Manuel Borja-Villel cuenta que la idea de dedicar una exposición a la artista en el Reina Sofía, la más importante que Cahn había tenido hasta entonces, se le ocurrió después de ver su obra en la Documenta de Kassel y en el estand de su galerista Jocelyn Wolff en Arco. El exdirector del Reina dice que le pareció tan inquietante como interesante, algo muy fuera de lo común. Ya conocía su peculiar manera de crear: tirada en el suelo, con los ojos cerrados, dibujando con todo el cuerpo y siguiendo el dictado de ritmos biológicos como la menstruación. “En cuanto se lo propusimos, ella aceptó encantada de viajar a Madrid. Expusimos 200 obras y ella decidió cómo y qué quería mostrar”.

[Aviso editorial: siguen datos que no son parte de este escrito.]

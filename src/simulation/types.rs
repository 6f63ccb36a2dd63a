//! Core types for the road runner
//!
//! These are standalone types that don't depend on Bevy.

use super::config::GameConfig;

/// A 2D point in screen space (origin top-left, y down)
#[derive(Debug, Clone, Copy, PartialEq, Default)]
pub struct Position {
    pub x: f32,
    pub y: f32,
}

impl Position {
    pub fn new(x: f32, y: f32) -> Self {
        Self { x, y }
    }
}

/// One strip of road
///
/// Both top corners share `top_y`; the bottom corners sit `height` below
/// them at the same x coordinates.
#[derive(Debug, Clone, Copy, PartialEq)]
pub struct Segment {
    pub top_left_x: f32,
    pub top_right_x: f32,
    pub top_y: f32,
    pub height: f32,
}

impl Segment {
    pub fn new(top_left_x: f32, top_right_x: f32, top_y: f32, height: f32) -> Self {
        Self {
            top_left_x,
            top_right_x,
            top_y,
            height,
        }
    }

    pub fn width(&self) -> f32 {
        self.top_right_x - self.top_left_x
    }

    pub fn half_width(&self) -> f32 {
        self.width() / 2.0
    }

    pub fn bottom_y(&self) -> f32 {
        self.top_y + self.height
    }

    pub fn center_x(&self) -> f32 {
        (self.top_left_x + self.top_right_x) / 2.0
    }

    pub fn top_left(&self) -> Position {
        Position::new(self.top_left_x, self.top_y)
    }

    pub fn top_right(&self) -> Position {
        Position::new(self.top_right_x, self.top_y)
    }

    pub fn bottom_left(&self) -> Position {
        Position::new(self.top_left_x, self.bottom_y())
    }

    pub fn bottom_right(&self) -> Position {
        Position::new(self.top_right_x, self.bottom_y())
    }

    /// Width of the horizontal range shared with `other` (negative if disjoint)
    pub fn overlap_with(&self, other: &Segment) -> f32 {
        self.top_right_x.min(other.top_right_x) - self.top_left_x.max(other.top_left_x)
    }
}

/// Player steering for one tick
#[derive(Debug, Clone, Copy, PartialEq, Eq, Default)]
pub enum Steer {
    Left,
    Right,
    #[default]
    None,
}

/// The player's car
///
/// The car never moves vertically; the road scrolls underneath it.
#[derive(Debug, Clone, Copy, PartialEq)]
pub struct Car {
    /// Top-left corner
    pub pos: Position,
}

impl Car {
    /// Car centred horizontally at the bottom of the screen
    pub fn centered(config: &GameConfig) -> Self {
        Self {
            pos: Position::new(
                (config.screen_width / 2.0 - config.car_width / 2.0).floor(),
                config.car_y(),
            ),
        }
    }

    /// Move horizontally for one tick, staying on screen
    pub fn steer(&mut self, steer: Steer, delta_secs: f32, config: &GameConfig) {
        let step = config.car_speed_horizontal * delta_secs;
        let dx = match steer {
            Steer::Left => -step,
            Steer::Right => step,
            Steer::None => return,
        };
        let max_x = config.screen_width - config.car_width;
        self.pos.x = (self.pos.x + dx).clamp(0.0, max_x);
    }

    pub fn left(&self) -> f32 {
        self.pos.x
    }

    pub fn right(&self, config: &GameConfig) -> f32 {
        self.pos.x + config.car_width
    }

    pub fn center_x(&self, config: &GameConfig) -> f32 {
        self.pos.x + config.car_width / 2.0
    }
}

/// Line segments outlining one road segment, in drawing order
///
/// `connectors` joins this segment's bottom corners to the top corners of
/// the segment below it; the bottom-most segment has none.
#[derive(Debug, Clone, Copy, PartialEq)]
pub struct SegmentEdges {
    pub left: (Position, Position),
    pub right: (Position, Position),
    pub connectors: Option<[(Position, Position); 2]>,
}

Unos 10 días antes de la inauguración llegó a Madrid sin exigencias, a su aire. Estaba encantada con el edificio. El hecho de que, siendo el Hospital de San Carlos, hubiera albergado tanto sufrimiento, le pareció adecuado para su exposición. Entró en el museo y empezó a dirigir el montaje con el material que ya había llegado y un regalo: tres dibujos homenaje a la mujer que llora en el Guernica, de Picasso. Las obras habían sido elegidas entre ella y los comisarios. “Nos pedía”, recuerdan Ana Ara y Fernando López, “que escogiéramos sin elaboraciones mentales, sino basándonos en si la obra nos caía bien o mal”. Generosa pero mandona, decidió los itinerarios, marcó la altura de las obras (ninguna por encima de los ojos) y colocó las vitrinas en la zona de los ascensores, fuera de ruta.
Pese a la dureza del contenido, la exposición no registró ningún incidente ni nadie se sintió ofendido. Nada que ver con lo sucedido en París.